Roots

I’m so baffled. Lost. Is my life a lie?

An illusion? Filled with such confusion.

For I am the colour of sand, and tan

But, I’m Asian raised to be caucasian.

In the orphanage had I been right now

The life I know to be true would be naught

It’s laundry I’d do; not cared for, nor taught.

Yet,  Newton is my life, my friends, my peers

Questions, not answers, creating my fears.

The life that I lead, The lies that we breed.

A turbulent storm tearing through my mind.

The answers to tame it were left behind.

Who am I? An identity that is built, not found.

The roots that will grow, and will shape the ground.

An ethical dilemma nagging me

The privilege that I have had to live here.

To have a life that isn’t filled with fear.

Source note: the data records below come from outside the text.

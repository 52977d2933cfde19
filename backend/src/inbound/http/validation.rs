//! Query-string and path parsing shared by the inbound HTTP handlers.
//!
//! Failures use the same `{ "fields": [...] }` detail shape as body
//! validation so clients handle both the same way.

use serde::Deserialize;
use utoipa::IntoParams;
use uuid::Uuid;

use crate::domain::{
    ArticleKind, Error, FieldError, LeadKind, LeadStatus, PageRequest, SubscriberStatus,
    ViolationCode, Violations,
};

/// `?page=&pageSize=` parameters.
#[derive(Debug, Default, Clone, Deserialize, IntoParams)]
#[serde(rename_all = "camelCase")]
#[into_params(parameter_in = Query)]
pub struct PageQuery {
    /// 1-based page number. Defaults to 1.
    pub page: Option<i64>,
    /// Rows per page, 1 to 100. Defaults to 25.
    pub page_size: Option<i64>,
}

impl PageQuery {
    pub fn page_request(&self) -> Result<PageRequest, Error> {
        PageRequest::parse(self.page, self.page_size).map_err(Error::from)
    }
}

/// `?page=&pageSize=&status=` parameters for filtered back-office lists.
#[derive(Debug, Default, Clone, Deserialize, IntoParams)]
#[serde(rename_all = "camelCase")]
#[into_params(parameter_in = Query)]
pub struct StatusPageQuery {
    pub page: Option<i64>,
    pub page_size: Option<i64>,
    /// Only return rows in this state.
    pub status: Option<String>,
}

impl StatusPageQuery {
    /// Validate paging and the status filter together, reporting every
    /// offending parameter at once.
    pub fn parse<S>(
        &self,
        parse_status: impl FnOnce(&str) -> Result<S, FieldError>,
    ) -> Result<(Option<S>, PageRequest), Error> {
        let mut violations = Violations::default();
        let page = match PageRequest::parse(self.page, self.page_size) {
            Ok(page) => Some(page),
            Err(errors) => {
                violations.absorb(errors);
                None
            }
        };
        let status = violations.optional(
            "status",
            self.status.as_deref().filter(|raw| !raw.trim().is_empty()),
            parse_status,
        );
        violations
            .finish(|| Some((status?, page?)))
            .map_err(Error::from)
    }

    pub fn lead_filter(&self) -> Result<(Option<LeadStatus>, PageRequest), Error> {
        self.parse(|raw| LeadStatus::parse(raw))
    }

    pub fn subscriber_filter(&self) -> Result<(Option<SubscriberStatus>, PageRequest), Error> {
        self.parse(|raw| SubscriberStatus::parse(raw))
    }
}

fn path_error(field: &'static str, error: FieldError) -> Error {
    let mut violations = Violations::default();
    violations.push(field, error);
    Error::from(violations)
}

/// Parse the `{kind}` segment of a lead route (`loans`, `insurance`, ...).
pub fn lead_kind(segment: &str) -> Result<LeadKind, Error> {
    LeadKind::from_path_segment(segment).ok_or_else(|| {
        let accepted: Vec<&str> = LeadKind::ALL.iter().map(|kind| kind.path_segment()).collect();
        Error::not_found(format!(
            "unknown lead kind {segment}; expected one of: {}",
            accepted.join(", ")
        ))
    })
}

/// Parse the `{kind}` segment of a content route.
pub fn article_kind(segment: &str) -> Result<ArticleKind, Error> {
    ArticleKind::parse(segment)
        .map_err(|_| Error::not_found(format!("unknown content section {segment}")))
}

/// Parse a UUID path parameter.
pub fn uuid_param(field: &'static str, raw: &str) -> Result<Uuid, Error> {
    Uuid::parse_str(raw.trim()).map_err(|_| {
        path_error(
            field,
            FieldError::new(ViolationCode::InvalidUuid, "must be a UUID"),
        )
    })
}

/// Reject a JSON body that parsed but carried nothing usable.
pub fn missing_field(field: &'static str) -> Error {
    Error::from({
        let mut violations = Violations::default();
        violations.push(field, FieldError::new(ViolationCode::MissingField, "is required"));
        violations
    })
}

#[cfg(test)]
mod tests {
    use super::*;
    use crate::domain::ErrorCode;
    use rstest::rstest;
    use serde_json::Value;

    fn fields(error: &Error) -> Vec<String> {
        error
            .details()
            .and_then(|details| details.get("fields"))
            .and_then(Value::as_array)
            .map(|fields| {
                fields
                    .iter()
                    .filter_map(|field| field.get("field").and_then(Value::as_str))
                    .map(str::to_owned)
                    .collect()
            })
            .unwrap_or_default()
    }

    #[rstest]
    fn page_query_defaults() {
        let page = PageQuery::default().page_request().expect("defaults");
        assert_eq!(page, PageRequest::default());
    }

    #[rstest]
    fn status_page_query_reports_every_bad_parameter() {
        let query = StatusPageQuery {
            page: Some(0),
            page_size: Some(500),
            status: Some("archived".to_owned()),
        };
        let error = query.lead_filter().expect_err("invalid");
        assert_eq!(error.code(), ErrorCode::InvalidRequest);
        assert_eq!(fields(&error), vec!["page", "pageSize", "status"]);
    }

    #[rstest]
    #[case(None, None)]
    #[case(Some(""), None)]
    #[case(Some("contacted"), Some(LeadStatus::Contacted))]
    fn status_filter_is_optional(
        #[case] raw: Option<&str>,
        #[case] expected: Option<LeadStatus>,
    ) {
        let query = StatusPageQuery {
            status: raw.map(str::to_owned),
            ..StatusPageQuery::default()
        };
        let (status, _) = query.lead_filter().expect("valid");
        assert_eq!(status, expected);
    }

    #[rstest]
    #[case("loans", Some(LeadKind::Loan))]
    #[case("callbacks", Some(LeadKind::Callback))]
    #[case("loan", None)]
    fn lead_kind_uses_plural_segments(#[case] raw: &str, #[case] expected: Option<LeadKind>) {
        assert_eq!(lead_kind(raw).ok(), expected);
    }

    #[rstest]
    fn bad_uuid_names_the_field() {
        let error = uuid_param("id", "nope").expect_err("invalid");
        assert_eq!(fields(&error), vec!["id"]);
    }
}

The privileges that I am holding dear.

Food in a fridge, a roof over my head. 

A room of my own with a queen sized bed.

An iPhone 6 that is painted gold

Not an imminent worry, so I’m told

Books lying on my duvet back home

To stroll streets that are safe to roam

Is it bad to use privilege to advance?    

A game of chess,  or a dangerous dance.

Do I deserve the life that I have now?

Is it fair to whine about my dated laptop?

While others don’t have a roof,  yet somehow

Continue to smile, day after day

Am I a thespian?  my life here a play?

The fork in the road, and the path I chose

Standing right here in my overpriced clothes

While other’s have had food tickets, welfare

Here I am in Newton, like I don’t care.

it’s only now that I’m truly aware

But as  I become aware of my life

My mind continues to fill me with strife!

Yet,  looking around at my peers passing

The impression that’s left on me; lasting

There is no wonder in their eyes, nothing

Merely a facade, their faces bluffing

The weight around my neck, pushing me down

Into my personal hell that is life

Nobody can understand my sorrow

My grief that blinds me from reality

Multiple cars in our driveway, lined up

Their lights polluting the looming dark sky

While other people’s houses are their cars

How can I continue to live this life?
Standing here taunting those who don’t have one

Standing here mourning my minimal loss

How can I be jovial at this time?

Whilst others don’t have food on the table

My past is the mirror after a shower

My fate is unimportant in this hour.

 I always wanted to be remembered

But not as another ignorant fool

 I will never be society’s tool

I was given the gift of  living here

But as  I keep staying, my fate draws near.

I cannot continue my life that is

But cowards choose death, and fools flee

I will continue to never be free

My life in a palace locked behind bars

though they may be bars of gold and silver

They are bars nonetheless that keep me near

I yearn to escape this dreadful life here

But what keeps me still are the unknown fears

What do I need to survive in this world?

Would it help to be pale, and white as snow?

Would it help to continue to learn and grow?

This internal battle raging through me

Wounding my already shaky conscience

Never have I ever had a father

Never before had that been a bother

Not until now when the thoughts start to form

My mind is overflowing with questions

Who am I as a human being here?
Why am I living my life in Newton?
Do I belong with my family or not?

Constantly the rejected outlier

Of my friends, and of my family too.

The most basic things are what sever relations

The social norm of great expectations

The loneliness pulling me into hell.

I hide from the world, curled into my shell

But I cannot leave. I refuse to leave.

I refuse to be another coward.

I have fled my whole life from my old self.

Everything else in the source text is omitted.